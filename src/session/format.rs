use std::time::Duration;

use crate::types::TimeFormat;

/// Rounds seconds to millisecond precision.
pub fn round_millis(secs: f64) -> f64 {
    (secs * 1000.0).round() / 1000.0
}

fn whole_millis(duration: Duration) -> u128 {
    (duration.as_nanos() + 500_000) / 1_000_000
}

/// Renders a duration as `MM:SS.sss` or `HH:MM:SS.sss`.
///
/// In minutes mode the minutes are not folded into hours, so an hour and a
/// half reads `90:00.000`.
pub fn format_duration(duration: Duration, format: TimeFormat) -> String {
    let millis = whole_millis(duration);
    let ms = millis % 1000;
    let seconds = (millis / 1000) % 60;
    match format {
        TimeFormat::MinutesSeconds => {
            let minutes = millis / 60_000;
            format!("{minutes:02}:{seconds:02}.{ms:03}")
        }
        TimeFormat::HoursMinutesSeconds => {
            let hours = millis / 3_600_000;
            let minutes = (millis / 60_000) % 60;
            format!("{hours:02}:{minutes:02}:{seconds:02}.{ms:03}")
        }
    }
}

/// Formats a seconds value. Negative and NaN read as zero, anything too
/// large for a `Duration` clamps to `Duration::MAX`.
pub fn format_secs(secs: f64, format: TimeFormat) -> String {
    let duration = if secs.is_nan() || secs <= 0.0 {
        Duration::ZERO
    } else {
        Duration::try_from_secs_f64(secs).unwrap_or(Duration::MAX)
    };
    format_duration(duration, format)
}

About this task>
Line by line, transcribe the material exactly.

Answer to this exercise>
filename src/session/format.rs
use std::time::Duration;

use crate::types::TimeFormat;

/// Rounds seconds to millisecond precision.
pub fn round_millis(secs: f64) -> f64 {
    (secs * 1000.0).round() / 1000.0
}

fn whole_millis(duration: Duration) -> u128 {
    (duration.as_nanos() + 500_000) / 1_000_000
}

/// Renders a duration as `MM:SS.sss` or `HH:MM:SS.sss`.
///
/// In minutes mode the minutes are not folded into hours, so an hour and a
/// half reads `90:00.000`.
pub fn format_duration(duration: Duration, format: TimeFormat) -> String {
    let millis = whole_millis(duration);
    let ms = millis % 1000;
    let seconds = (millis / 1000) % 60;
    match format {
        TimeFormat::MinutesSeconds => {
            let minutes = millis / 60_000;
            format!("{minutes:02}:{seconds:02}.{ms:03}")
        }
        TimeFormat::HoursMinutesSeconds => {
            let hours = millis / 3_600_000;
            let minutes = (millis / 60_000) % 60;
            format!("{hours:02}:{minutes:02}:{seconds:02}.{ms:03}")
        }
    }
}

/// Formats a seconds value. Negative and NaN read as zero, anything too
/// large for a `Duration` clamps to `Duration::MAX`.
pub fn format_secs(secs: f64, format: TimeFormat) -> String {
    let duration = if secs.is_nan() || secs <= 0.0 {
        Duration::ZERO
    } else {
        Duration::try_from_secs_f64(secs).unwrap_or(Duration::MAX)
    };
    format_duration(duration, format)
}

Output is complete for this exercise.